## Prompt
Give again exactly the lines that stretch from the one with "rotation or position." to the end of the data below, including both of those lines and nothing else.

Dataset excerpts:
+ + + + + + +

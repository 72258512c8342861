//! The retarget pipeline: locate, scale, per-track transform, assemble.

use crate::assemble::{RetargetedTrack, assemble};
use crate::bone_map::BoneMap;
use crate::config::{RetargetConfig, ScaleFailurePolicy};
use crate::error::{ConfigError, RetargetError, RetargetWarning, ScaleError, WarningReason};
use crate::position::retarget_positions;
use crate::rest_pose::RestPoseCache;
use crate::rotation::retarget_rotations;
use crate::scale::compute_scale;
use rhizome_resin_rig::{
    AnimationClip, ChannelError, HumanBone, HumanoidRig, KeyframeTrack, PropertyKind, SourceAsset,
};

/// Outcome of one retarget call.
///
/// Holds either the retargeted clip or the terminal failure, plus every
/// track-level warning collected before the call ended.
#[derive(Debug, Clone, PartialEq)]
pub struct RetargetResult {
    /// The clip, or why none was produced.
    pub outcome: Result<AnimationClip, RetargetError>,
    /// Dropped tracks, in source order.
    pub warnings: Vec<RetargetWarning>,
}

impl RetargetResult {
    fn failure(error: RetargetError, warnings: Vec<RetargetWarning>) -> Self {
        Self {
            outcome: Err(error),
            warnings,
        }
    }

    /// Returns true if a clip was produced.
    pub fn is_ok(&self) -> bool {
        self.outcome.is_ok()
    }

    /// The retargeted clip, if any.
    pub fn clip(&self) -> Option<&AnimationClip> {
        self.outcome.as_ref().ok()
    }

    /// The terminal failure, if any.
    pub fn error(&self) -> Option<&RetargetError> {
        self.outcome.as_ref().err()
    }

    /// Consumes the result, returning the clip.
    pub fn into_clip(self) -> Option<AnimationClip> {
        self.outcome.ok()
    }
}

enum TrackOutcome {
    Retargeted(RetargetedTrack),
    Dropped(RetargetWarning),
}

/// A validated configuration with its bone map merged, reusable across calls.
#[derive(Debug, Clone)]
pub struct Retargeter {
    config: RetargetConfig,
    bone_map: BoneMap,
}

impl Retargeter {
    /// Validates `config` and merges its bone map overrides.
    pub fn new(config: RetargetConfig) -> Result<Self, ConfigError> {
        config.validate()?;
        let bone_map = BoneMap::with_overrides(&config.custom_bone_map);
        Ok(Self { config, bone_map })
    }

    /// The configuration this retargeter was built with.
    pub fn config(&self) -> &RetargetConfig {
        &self.config
    }

    /// The merged bone map.
    pub fn bone_map(&self) -> &BoneMap {
        &self.bone_map
    }

    /// Retargets the configured clip of `source` onto `target`.
    #[tracing::instrument(skip_all, fields(clip = %self.config.animation_clip_name))]
    pub fn retarget(&self, source: &SourceAsset, target: &HumanoidRig) -> RetargetResult {
        let mut warnings = Vec::new();
        let outcome = self.run(source, target, &mut warnings);

        if self.config.log_warnings {
            for warning in &warnings {
                tracing::warn!(joint = %warning.joint, reason = %warning.reason, "dropped track");
            }
            if let Err(error) = &outcome {
                tracing::error!(%error, "retarget failed");
            }
        }

        RetargetResult { outcome, warnings }
    }

    fn run(
        &self,
        source: &SourceAsset,
        target: &HumanoidRig,
        warnings: &mut Vec<RetargetWarning>,
    ) -> Result<AnimationClip, RetargetError> {
        let name = &self.config.animation_clip_name;
        let clip = source
            .clip(name)
            .ok_or_else(|| RetargetError::ClipNotFound { name: name.clone() })?;
        source.skeleton.validate()?;

        let scale = match self.scale(source, target) {
            Ok(scale) => {
                tracing::debug!(scale, "resolved hip scale");
                Some(scale)
            }
            Err(error) => match self.config.scale_failure {
                ScaleFailurePolicy::AbortClip => return Err(error.into()),
                ScaleFailurePolicy::SkipPositionTracks => {
                    tracing::debug!(%error, "hip scale undefined, skipping position tracks");
                    None
                }
            },
        };

        let mut rest_poses = RestPoseCache::new(&source.skeleton);
        let mut tracks = Vec::with_capacity(clip.tracks.len());
        for track in &clip.tracks {
            match self.retarget_track(track, target, scale, &mut rest_poses)? {
                TrackOutcome::Retargeted(track) => tracks.push(track),
                TrackOutcome::Dropped(warning) => warnings.push(warning),
            }
        }

        tracing::debug!(
            tracks = tracks.len(),
            dropped = warnings.len(),
            "assembled clip"
        );
        Ok(assemble(clip.name.clone(), clip.duration, tracks))
    }

    fn scale(&self, source: &SourceAsset, target: &HumanoidRig) -> Result<f32, ScaleError> {
        let source_hips = self
            .bone_map
            .source_for(HumanBone::Hips, &source.skeleton)
            .ok_or(ScaleError::MissingSourceHips)?;
        compute_scale(&source.skeleton, source_hips, target)
    }

    fn retarget_track(
        &self,
        track: &KeyframeTrack,
        target: &HumanoidRig,
        scale: Option<f32>,
        rest_poses: &mut RestPoseCache<'_>,
    ) -> Result<TrackOutcome, RetargetError> {
        let channel = match track.channel() {
            Ok(channel) => channel,
            Err(ChannelError::UnsupportedProperty(property)) => {
                let joint = track
                    .name
                    .rsplit_once('.')
                    .map_or(track.name.as_str(), |(joint, _)| joint);
                return Ok(dropped(joint, WarningReason::UnsupportedProperty(property)));
            }
            Err(error) => return Err(error.into()),
        };

        let Some(bone) = self.bone_map.resolve(&channel.joint) else {
            return Ok(dropped(&channel.joint, WarningReason::UnmappedBone));
        };
        let Some(target_joint) = target.joint(bone) else {
            return Ok(dropped(
                &channel.joint,
                WarningReason::TargetJointMissing(bone),
            ));
        };
        let Some(rest) = rest_poses.get(&channel.joint) else {
            return Ok(dropped(&channel.joint, WarningReason::SourceJointMissing));
        };

        track
            .validate(channel.property)
            .map_err(|source| RetargetError::InternalFault {
                channel: track.name.clone(),
                source,
            })?;

        let values = match channel.property {
            PropertyKind::Rotation => retarget_rotations(&track.values, &rest, target.convention()),
            PropertyKind::Position => {
                let Some(scale) = scale else {
                    return Ok(dropped(&channel.joint, WarningReason::PositionSkipped));
                };
                retarget_positions(&track.values, scale, target.convention())
            }
        };

        if values.iter().any(|v| !v.is_finite()) {
            return Err(RetargetError::NonFiniteOutput {
                channel: track.name.clone(),
            });
        }

        Ok(TrackOutcome::Retargeted(RetargetedTrack {
            target_joint: target_joint.name.clone(),
            property: channel.property,
            times: track.times.clone(),
            values,
        }))
    }
}

fn dropped(joint: &str, reason: WarningReason) -> TrackOutcome {
    TrackOutcome::Dropped(RetargetWarning::new(joint, reason))
}

/// Retargets the clip named in `config` from `source` onto `target`.
///
/// Never panics on bad input: configuration, lookup, scale and track data
/// problems all come back inside the [`RetargetResult`].
pub fn retarget(
    source: &SourceAsset,
    target: &HumanoidRig,
    config: &RetargetConfig,
) -> RetargetResult {
    match Retargeter::new(config.clone()) {
        Ok(retargeter) => retargeter.retarget(source, target),
        Err(error) => {
            if config.log_warnings {
                tracing::error!(%error, "invalid retarget configuration");
            }
            RetargetResult::failure(error.into(), Vec::new())
        }
    }
}
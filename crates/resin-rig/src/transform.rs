//! Rest transforms for skeleton joints.

use glam::{Quat, Vec3};

/// A 3D transform (translation, rotation, scale).
///
/// Used for joint rest poses and for the scene origin a skeleton hangs from.
#[derive(Debug, Clone, Copy, PartialEq)]
#[cfg_attr(feature = "serde", derive(serde::Serialize, serde::Deserialize))]
pub struct Transform {
    /// Position offset.
    pub translation: Vec3,
    /// Rotation quaternion.
    pub rotation: Quat,
    /// Scale factors per axis.
    pub scale: Vec3,
}

impl Default for Transform {
    fn default() -> Self {
        Self::IDENTITY
    }
}

impl Transform {
    /// Identity transform (no translation, rotation, or scale).
    pub const IDENTITY: Self = Self {
        translation: Vec3::ZERO,
        rotation: Quat::IDENTITY,
        scale: Vec3::ONE,
    };

    /// Creates a new transform.
    pub fn new(translation: Vec3, rotation: Quat, scale: Vec3) -> Self {
        Self {
            translation,
            rotation,
            scale,
        }
    }

    /// Creates a transform with only translation.
    pub fn from_translation(translation: Vec3) -> Self {
        Self {
            translation,
            ..Self::IDENTITY
        }
    }

    /// Creates a transform with only rotation.
    pub fn from_rotation(rotation: Quat) -> Self {
        Self {
            rotation,
            ..Self::IDENTITY
        }
    }

    /// Creates a transform with translation and rotation.
    pub fn from_translation_rotation(translation: Vec3, rotation: Quat) -> Self {
        Self {
            translation,
            rotation,
            scale: Vec3::ONE,
        }
    }

    /// Combines two transforms (self then other).
    ///
    /// `parent.then(&child_local)` yields the child's transform in the
    /// parent's space.
    pub fn then(&self, other: &Transform) -> Transform {
        // T' = T1 + R1 * S1 * T2
        // R' = R1 * R2
        // S' = S1 * S2 (component-wise, assuming no shear)
        Transform {
            translation: self.translation + self.rotation * (self.scale * other.translation),
            rotation: self.rotation * other.rotation,
            scale: self.scale * other.scale,
        }
    }
}
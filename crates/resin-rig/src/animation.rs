//! Keyframe tracks and animation clips.
//!
//! Tracks store their samples flat, the way animation containers hand them
//! over: one time per keyframe and `width` floats per keyframe.

use crate::error::{ChannelError, TrackError};
use glam::{Quat, Vec3};
use std::cmp::Ordering;
use std::fmt;

/// Largest deviation from norm 1 accepted for a stored rotation sample.
///
/// Retargeting composes samples with unit rest rotations and never
/// renormalizes, so output norms stay within this bound up to rounding.
pub const UNIT_TOLERANCE: f32 = 1e-4;

/// The joint property a track animates.
#[derive(Debug, Clone, Copy, PartialEq, Eq, Hash)]
#[cfg_attr(feature = "serde", derive(serde::Serialize, serde::Deserialize))]
#[cfg_attr(feature = "serde", serde(rename_all = "camelCase"))]
pub enum PropertyKind {
    /// Orientation, stored as `x, y, z, w` quaternions.
    Rotation,
    /// Translation, stored as `x, y, z` vectors.
    Position,
}

impl PropertyKind {
    /// Floats per keyframe.
    pub fn width(self) -> usize {
        match self {
            PropertyKind::Rotation => 4,
            PropertyKind::Position => 3,
        }
    }

    /// Channel name suffix.
    pub fn suffix(self) -> &'static str {
        match self {
            PropertyKind::Rotation => "quaternion",
            PropertyKind::Position => "position",
        }
    }

    /// Parses a channel name suffix.
    pub fn parse(suffix: &str) -> Option<Self> {
        match suffix {
            "quaternion" => Some(PropertyKind::Rotation),
            "position" => Some(PropertyKind::Position),
            _ => None,
        }
    }
}

impl fmt::Display for PropertyKind {
    fn fmt(&self, f: &mut fmt::Formatter<'_>) -> fmt::Result {
        f.write_str(self.suffix())
    }
}

/// A joint name plus the property being animated.
#[derive(Debug, Clone, PartialEq, Eq, Hash)]
pub struct Channel {
    /// Joint the track drives.
    pub joint: String,
    /// Property of that joint.
    pub property: PropertyKind,
}

impl Channel {
    /// Creates a channel.
    pub fn new(joint: impl Into<String>, property: PropertyKind) -> Self {
        Self {
            joint: joint.into(),
            property,
        }
    }

    /// Parses `<joint>.<property>`, splitting at the last `.`.
    pub fn parse(name: &str) -> Result<Self, ChannelError> {
        let (joint, suffix) = name
            .rsplit_once('.')
            .ok_or_else(|| ChannelError::MissingProperty(name.to_string()))?;
        if joint.is_empty() {
            return Err(ChannelError::MissingJoint(name.to_string()));
        }
        let property = PropertyKind::parse(suffix)
            .ok_or_else(|| ChannelError::UnsupportedProperty(suffix.to_string()))?;
        Ok(Self::new(joint, property))
    }
}

impl fmt::Display for Channel {
    fn fmt(&self, f: &mut fmt::Formatter<'_>) -> fmt::Result {
        write!(f, "{}.{}", self.joint, self.property)
    }
}

/// A keyframe stream for one property of one joint.
///
/// The channel is kept as the raw name so that tracks for properties this
/// crate does not model (e.g. `scale`) survive loading and can be reported.
#[derive(Debug, Clone, PartialEq)]
pub struct KeyframeTrack {
    /// Channel name, `<joint>.<property>`.
    pub name: String,
    /// Keyframe times in seconds.
    pub times: Vec<f32>,
    /// Flat sample values, `times.len() × width` floats.
    pub values: Vec<f32>,
}

impl KeyframeTrack {
    /// Creates a track from a raw channel name.
    pub fn new(name: impl Into<String>, times: Vec<f32>, values: Vec<f32>) -> Self {
        Self {
            name: name.into(),
            times,
            values,
        }
    }

    /// Creates a rotation track from quaternions.
    pub fn rotation(joint: &str, times: Vec<f32>, rotations: &[Quat]) -> Self {
        let values = rotations.iter().flat_map(|q| q.to_array()).collect();
        Self::new(Channel::new(joint, PropertyKind::Rotation).to_string(), times, values)
    }

    /// Creates a position track from vectors.
    pub fn position(joint: &str, times: Vec<f32>, positions: &[Vec3]) -> Self {
        let values = positions.iter().flat_map(|p| p.to_array()).collect();
        Self::new(Channel::new(joint, PropertyKind::Position).to_string(), times, values)
    }

    /// Parses the channel name.
    pub fn channel(&self) -> Result<Channel, ChannelError> {
        Channel::parse(&self.name)
    }

    /// Returns the number of keyframes.
    pub fn len(&self) -> usize {
        self.times.len()
    }

    /// Returns true if empty.
    pub fn is_empty(&self) -> bool {
        self.times.is_empty()
    }

    /// Checks sample layout, ordering, finiteness and quaternion norms.
    pub fn validate(&self, property: PropertyKind) -> Result<(), TrackError> {
        if self.times.is_empty() {
            return Err(TrackError::Empty);
        }

        let width = property.width();
        let expected = self.times.len() * width;
        if self.values.len() != expected {
            return Err(TrackError::ValueCount {
                keyframes: self.times.len(),
                expected,
                got: self.values.len(),
            });
        }

        for (index, pair) in self.times.windows(2).enumerate() {
            if pair[1].partial_cmp(&pair[0]) != Some(Ordering::Greater) {
                return Err(TrackError::NonAscendingTimes {
                    index: index + 1,
                    time: pair[1],
                });
            }
        }

        for (index, (time, sample)) in self
            .times
            .iter()
            .zip(self.values.chunks_exact(width))
            .enumerate()
        {
            if !time.is_finite() || sample.iter().any(|v| !v.is_finite()) {
                return Err(TrackError::NonFinite { index });
            }
            if property == PropertyKind::Rotation {
                let norm = Quat::from_slice(sample).length();
                if (norm - 1.0).abs() > UNIT_TOLERANCE {
                    return Err(TrackError::NonUnitQuaternion { index, norm });
                }
            }
        }

        Ok(())
    }

    /// Iterates samples as quaternions. Trailing partial samples are ignored.
    pub fn rotations(&self) -> impl Iterator<Item = Quat> + '_ {
        self.values.chunks_exact(4).map(Quat::from_slice)
    }

    /// Iterates samples as vectors. Trailing partial samples are ignored.
    pub fn positions(&self) -> impl Iterator<Item = Vec3> + '_ {
        self.values.chunks_exact(3).map(Vec3::from_slice)
    }

    /// Finds the keyframe pair surrounding `time` and the blend factor.
    ///
    /// Returns `None` for a NaN time or an empty track. Unsorted times never
    /// index out of range, though the segment they yield is meaningless.
    fn segment(&self, time: f32) -> Option<(usize, usize, f32)> {
        if time.is_nan() {
            return None;
        }
        let last = self.times.len().checked_sub(1)?;

        if time <= self.times[0] {
            return Some((0, 0, 0.0));
        }
        if time >= self.times[last] {
            return Some((last, last, 0.0));
        }

        let next = self.times.partition_point(|&t| t <= time);
        let curr = next.checked_sub(1)?;
        let t_next = *self.times.get(next)?;
        let t_curr = self.times[curr];
        Some((curr, next, (time - t_curr) / (t_next - t_curr)))
    }

    /// Samples a rotation track at a given time (spherical interpolation).
    pub fn sample_rotation(&self, time: f32) -> Option<Quat> {
        let (a, b, t) = self.segment(time)?;
        let qa = Quat::from_slice(self.values.get(a * 4..a * 4 + 4)?);
        let qb = Quat::from_slice(self.values.get(b * 4..b * 4 + 4)?);
        Some(qa.slerp(qb, t))
    }

    /// Samples a position track at a given time (linear interpolation).
    pub fn sample_position(&self, time: f32) -> Option<Vec3> {
        let (a, b, t) = self.segment(time)?;
        let pa = Vec3::from_slice(self.values.get(a * 3..a * 3 + 3)?);
        let pb = Vec3::from_slice(self.values.get(b * 3..b * 3 + 3)?);
        Some(pa.lerp(pb, t))
    }
}

/// An animation clip containing multiple tracks.
#[derive(Debug, Clone, Default, PartialEq)]
pub struct AnimationClip {
    /// Clip name.
    pub name: String,
    /// Clip length in seconds, as authored.
    pub duration: f32,
    /// Tracks in authoring order.
    pub tracks: Vec<KeyframeTrack>,
}

impl AnimationClip {
    /// Creates an empty clip.
    pub fn new(name: impl Into<String>, duration: f32) -> Self {
        Self {
            name: name.into(),
            duration,
            tracks: Vec::new(),
        }
    }

    /// Adds a track.
    pub fn with_track(mut self, track: KeyframeTrack) -> Self {
        self.tracks.push(track);
        self
    }

    /// Finds a track by channel name.
    pub fn track(&self, name: &str) -> Option<&KeyframeTrack> {
        self.tracks.iter().find(|t| t.name == name)
    }

    /// Returns the number of tracks.
    pub fn track_count(&self) -> usize {
        self.tracks.len()
    }
}
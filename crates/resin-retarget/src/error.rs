//! Failures and warnings produced while retargeting.

use rhizome_resin_rig::{ChannelError, HumanBone, SkeletonError, TrackError};
use std::fmt;
use thiserror::Error;

/// Invalid [`RetargetConfig`](crate::RetargetConfig).
#[derive(Debug, Clone, PartialEq, Eq, Error)]
pub enum ConfigError {
    /// `animation_clip_name` is empty.
    #[error("animation clip name is empty")]
    EmptyClipName,

    /// A custom bone map entry has an empty source joint name.
    #[error("custom bone map entry for {0} has an empty joint name")]
    EmptyOverrideKey(HumanBone),

    /// The configuration document could not be parsed.
    #[cfg(feature = "serde")]
    #[error("invalid config document: {0}")]
    Parse(String),
}

/// Which rig a scale measurement belongs to.
#[derive(Debug, Clone, Copy, PartialEq, Eq)]
pub enum RigSide {
    /// The rig the clip was authored for.
    Source,
    /// The rig the clip is retargeted onto.
    Target,
}

impl fmt::Display for RigSide {
    fn fmt(&self, f: &mut fmt::Formatter<'_>) -> fmt::Result {
        match self {
            RigSide::Source => f.write_str("source"),
            RigSide::Target => f.write_str("target"),
        }
    }
}

/// Why the hip-height scale factor could not be computed.
#[derive(Debug, Clone, PartialEq, Error)]
pub enum ScaleError {
    /// No source joint maps to the hips role.
    #[error("source rig has no hips joint")]
    MissingSourceHips,

    /// The target rig has no joint assigned to the hips role.
    #[error("target rig has no hips joint")]
    MissingTargetHips,

    /// A hip height is zero or not finite.
    #[error("{rig} hip height is degenerate: {height}")]
    DegenerateHeight {
        /// Which rig.
        rig: RigSide,
        /// The measured height.
        height: f32,
    },

    /// The ratio of the two heights is not finite.
    #[error("hip height ratio is not finite")]
    NonFiniteScale,
}

/// A failure that aborts the whole retarget call.
#[derive(Debug, Clone, PartialEq, Error)]
pub enum RetargetError {
    /// The configuration failed validation.
    #[error("invalid configuration: {0}")]
    InvalidConfig(#[from] ConfigError),

    /// The source asset holds no clip with the requested name.
    #[error("animation clip not found: {name}")]
    ClipNotFound {
        /// The requested clip name.
        name: String,
    },

    /// The source skeleton breaks a structural invariant.
    #[error("invalid source skeleton: {0}")]
    InvalidSourceSkeleton(#[from] SkeletonError),

    /// The hip-height scale could not be computed.
    #[error("position scale undefined: {0}")]
    ScaleUndefined(#[from] ScaleError),

    /// A source track name is not `<joint>.<property>`.
    #[error("malformed channel name: {0}")]
    InvalidChannel(#[from] ChannelError),

    /// A source track holds malformed keyframe data.
    #[error("malformed track {channel}: {source}")]
    InternalFault {
        /// Channel name of the offending track.
        channel: String,
        /// What was wrong with it.
        source: TrackError,
    },

    /// Retargeting produced a NaN or infinite sample.
    #[error("retargeted track {channel} has non-finite samples")]
    NonFiniteOutput {
        /// Channel name of the offending source track.
        channel: String,
    },
}

/// Why a single track was dropped.
#[derive(Debug, Clone, PartialEq, Eq)]
pub enum WarningReason {
    /// The bone map has no entry for the source joint.
    UnmappedBone,
    /// The target rig has no joint for the mapped role.
    TargetJointMissing(HumanBone),
    /// The source skeleton has no joint with the track's name.
    SourceJointMissing,
    /// The channel animates a property other than rotation or position.
    UnsupportedProperty(String),
    /// Position tracks were skipped because the scale was undefined.
    PositionSkipped,
}

impl fmt::Display for WarningReason {
    fn fmt(&self, f: &mut fmt::Formatter<'_>) -> fmt::Result {
        match self {
            WarningReason::UnmappedBone => f.write_str("no bone map entry"),
            WarningReason::TargetJointMissing(bone) => {
                write!(f, "target rig has no joint for {bone}")
            }
            WarningReason::SourceJointMissing => f.write_str("joint missing from source skeleton"),
            WarningReason::UnsupportedProperty(property) => {
                write!(f, "unsupported property {property}")
            }
            WarningReason::PositionSkipped => f.write_str("position scale undefined"),
        }
    }
}

/// A non-fatal problem: one track was dropped.
#[derive(Debug, Clone, PartialEq, Eq)]
pub struct RetargetWarning {
    /// Source joint (or raw channel name when it could not be parsed).
    pub joint: String,
    /// Why the track was dropped.
    pub reason: WarningReason,
}

impl RetargetWarning {
    /// Creates a warning.
    pub fn new(joint: impl Into<String>, reason: WarningReason) -> Self {
        Self {
            joint: joint.into(),
            reason,
        }
    }
}

impl fmt::Display for RetargetWarning {
    fn fmt(&self, f: &mut fmt::Formatter<'_>) -> fmt::Result {
        write!(f, "{}: {}", self.joint, self.reason)
    }
}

+ + + + + + +

## Your solution
    /// The channel animates a property other than rotation or position.
    UnsupportedProperty(String),
    /// Position tracks were skipped because the scale was undefined.
    PositionSkipped,
}

impl fmt::Display for WarningReason {
    fn fmt(&self, f: &mut fmt::Formatter<'_>) -> fmt::Result {
        match self {
            WarningReason::UnmappedBone => f.write_str("no bone map entry"),
            WarningReason::TargetJointMissing(bone) => {
                write!(f, "target rig has no joint for {bone}")
            }
            WarningReason::SourceJointMissing => f.write_str("joint missing from source skeleton"),
            WarningReason::UnsupportedProperty(property) => {
                write!(f, "unsupported property {property}")
            }
            WarningReason::PositionSkipped => f.write_str("position scale undefined"),
        }
    }
}

/// A non-fatal problem: one track was dropped.
#[derive(Debug, Clone, PartialEq, Eq)]
pub struct RetargetWarning {
    /// Source joint (or raw channel name when it could not be parsed).
    pub joint: String,
    /// Why the track was dropped.
    pub reason: WarningReason,
}

impl RetargetWarning {
    /// Creates a warning.
    pub fn new(joint: impl Into<String>, reason: WarningReason) -> Self {
        Self {
            joint: joint.into(),
            reason,
        }
    }
}

impl fmt::Display for RetargetWarning {
    fn fmt(&self, f: &mut fmt::Formatter<'_>) -> fmt::Result {
        write!(f, "{}: {}", self.joint, self.reason)
    }
}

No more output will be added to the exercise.